Saved data entries
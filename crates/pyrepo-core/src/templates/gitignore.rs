//! `.gitignore` generation from cached GitHub templates

use super::fetcher::{Fetched, TextFetcher};
use crate::error::{IoResultExt, Result};
use std::path::PathBuf;
use tokio::fs;
use tokio::io::AsyncWriteExt;
use url::Url;

/// Result of fetching one template
#[derive(Debug, Clone, PartialEq, Eq)]
pub enum TemplateStatus {
    Cached(PathBuf),
    Unavailable { status: u16 },
}

/// What [`IgnoreFileGenerator::generate`] wrote
#[derive(Debug, Clone, Default, PartialEq, Eq)]
pub struct IgnoreReport {
    /// Templates appended, in output order
    pub written: Vec<String>,
    /// Templates that could not be fetched, with the HTTP status
    pub skipped: Vec<(String, u16)>,
}

/// Builds the ignore file from named templates
///
/// A template cached on disk is reused forever; delete the cache file to
/// force a refetch.
pub struct IgnoreFileGenerator {
    fetcher: TextFetcher,
    base_url: Url,
    cache_dir: PathBuf,
    output: PathBuf,
}

impl IgnoreFileGenerator {
    pub fn new(
        fetcher: TextFetcher,
        base_url: Url,
        cache_dir: impl Into<PathBuf>,
        output: impl Into<PathBuf>,
    ) -> Self {
        Self {
            fetcher,
            base_url,
            cache_dir: cache_dir.into(),
            output: output.into(),
        }
    }

    /// Local cache file for `name` (`Global/macOS` nests under `Global/`)
    pub fn cache_path(&self, name: &str) -> PathBuf {
        let mut path = self.cache_dir.clone();
        for segment in name.split('/').filter(|s| !s.is_empty()) {
            path.push(segment);
        }
        path.set_file_name(format!(
            "{}.gitignore",
            path.file_name()
                .map(|n| n.to_string_lossy().into_owned())
                .unwrap_or_default()
        ));
        path
    }

    /// Download `name` into the cache, leaving no file on a non-200 status
    pub async fn fetch_template(&self, name: &str) -> Result<TemplateStatus> {
        match self
            .fetcher
            .fetch(&self.base_url, &format!("{}.gitignore", name))
            .await?
        {
            Fetched::Body(text) => {
                let path = self.cache_path(name);
                if let Some(parent) = path.parent() {
                    fs::create_dir_all(parent)
                        .await
                        .with_path("create directory", parent)?;
                }
                fs::write(&path, text).await.with_path("write", &path)?;
                Ok(TemplateStatus::Cached(path))
            }
            Fetched::Status(status) => Ok(TemplateStatus::Unavailable { status }),
        }
    }

    /// Truncate the output, then append each template followed by a blank line
    ///
    /// Order and duplicates in `names` are kept as given.
    pub async fn generate(&self, names: &[String]) -> Result<IgnoreReport> {
        let mut file = fs::File::create(&self.output)
            .await
            .with_path("create", &self.output)?;
        let mut report = IgnoreReport::default();

        for name in names {
            let path = self.cache_path(name);
            if !path.exists() {
                if let TemplateStatus::Unavailable { status } = self.fetch_template(name).await? {
                    report.skipped.push((name.clone(), status));
                    continue;
                }
            }

            let contents = fs::read_to_string(&path).await.with_path("read", &path)?;
            file.write_all(contents.as_bytes())
                .await
                .with_path("write", &self.output)?;
            file.write_all(b"\n")
                .await
                .with_path("write", &self.output)?;
            report.written.push(name.clone());
        }

        file.flush().await.with_path("write", &self.output)?;
        Ok(report)
    }
}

WHAT TO DO
What is needed is an exact copy of all the records.

ANSWER TO THIS PROBLEM
filename crates/pyrepo-core/src/templates/gitignore.rs
//! `.gitignore` generation from cached GitHub templates

use super::fetcher::{Fetched, TextFetcher};
use crate::error::{IoResultExt, Result};
use std::path::PathBuf;
use tokio::fs;
use tokio::io::AsyncWriteExt;
use url::Url;

/// Result of fetching one template
#[derive(Debug, Clone, PartialEq, Eq)]
pub enum TemplateStatus {
    Cached(PathBuf),
    Unavailable { status: u16 },
}

/// What [`IgnoreFileGenerator::generate`] wrote
#[derive(Debug, Clone, Default, PartialEq, Eq)]
pub struct IgnoreReport {
    /// Templates appended, in output order
    pub written: Vec<String>,
    /// Templates that could not be fetched, with the HTTP status
    pub skipped: Vec<(String, u16)>,
}

/// Builds the ignore file from named templates
///
/// A template cached on disk is reused forever; delete the cache file to
/// force a refetch.
pub struct IgnoreFileGenerator {
    fetcher: TextFetcher,
    base_url: Url,
    cache_dir: PathBuf,
    output: PathBuf,
}

impl IgnoreFileGenerator {
    pub fn new(
        fetcher: TextFetcher,
        base_url: Url,
        cache_dir: impl Into<PathBuf>,
        output: impl Into<PathBuf>,
    ) -> Self {
        Self {
            fetcher,
            base_url,
            cache_dir: cache_dir.into(),
            output: output.into(),
        }
    }

    /// Local cache file for `name` (`Global/macOS` nests under `Global/`)
    pub fn cache_path(&self, name: &str) -> PathBuf {
        let mut path = self.cache_dir.clone();
        for segment in name.split('/').filter(|s| !s.is_empty()) {
            path.push(segment);
        }
        path.set_file_name(format!(
            "{}.gitignore",
            path.file_name()
                .map(|n| n.to_string_lossy().into_owned())
                .unwrap_or_default()
        ));
        path
    }

    /// Download `name` into the cache, leaving no file on a non-200 status
    pub async fn fetch_template(&self, name: &str) -> Result<TemplateStatus> {
        match self
            .fetcher
            .fetch(&self.base_url, &format!("{}.gitignore", name))
            .await?
        {
            Fetched::Body(text) => {
                let path = self.cache_path(name);
                if let Some(parent) = path.parent() {
                    fs::create_dir_all(parent)
                        .await
                        .with_path("create directory", parent)?;
                }
                fs::write(&path, text).await.with_path("write", &path)?;
                Ok(TemplateStatus::Cached(path))
            }
            Fetched::Status(status) => Ok(TemplateStatus::Unavailable { status }),
        }
    }

    /// Truncate the output, then append each template followed by a blank line
    ///
    /// Order and duplicates in `names` are kept as given.
    pub async fn generate(&self, names: &[String]) -> Result<IgnoreReport> {
        let mut file = fs::File::create(&self.output)
            .await
            .with_path("create", &self.output)?;
        let mut report = IgnoreReport::default();

        for name in names {
            let path = self.cache_path(name);
            if !path.exists() {
                if let TemplateStatus::Unavailable { status } = self.fetch_template(name).await? {
                    report.skipped.push((name.clone(), status));
                    continue;
                }
            }

            let contents = fs::read_to_string(&path).await.with_path("read", &path)?;
            file.write_all(contents.as_bytes())
                .await
                .with_path("write", &self.output)?;
            file.write_all(b"\n")
                .await
                .with_path("write", &self.output)?;
            report.written.push(name.clone());
        }

        file.flush().await.with_path("write", &self.output)?;
        Ok(report)
    }
}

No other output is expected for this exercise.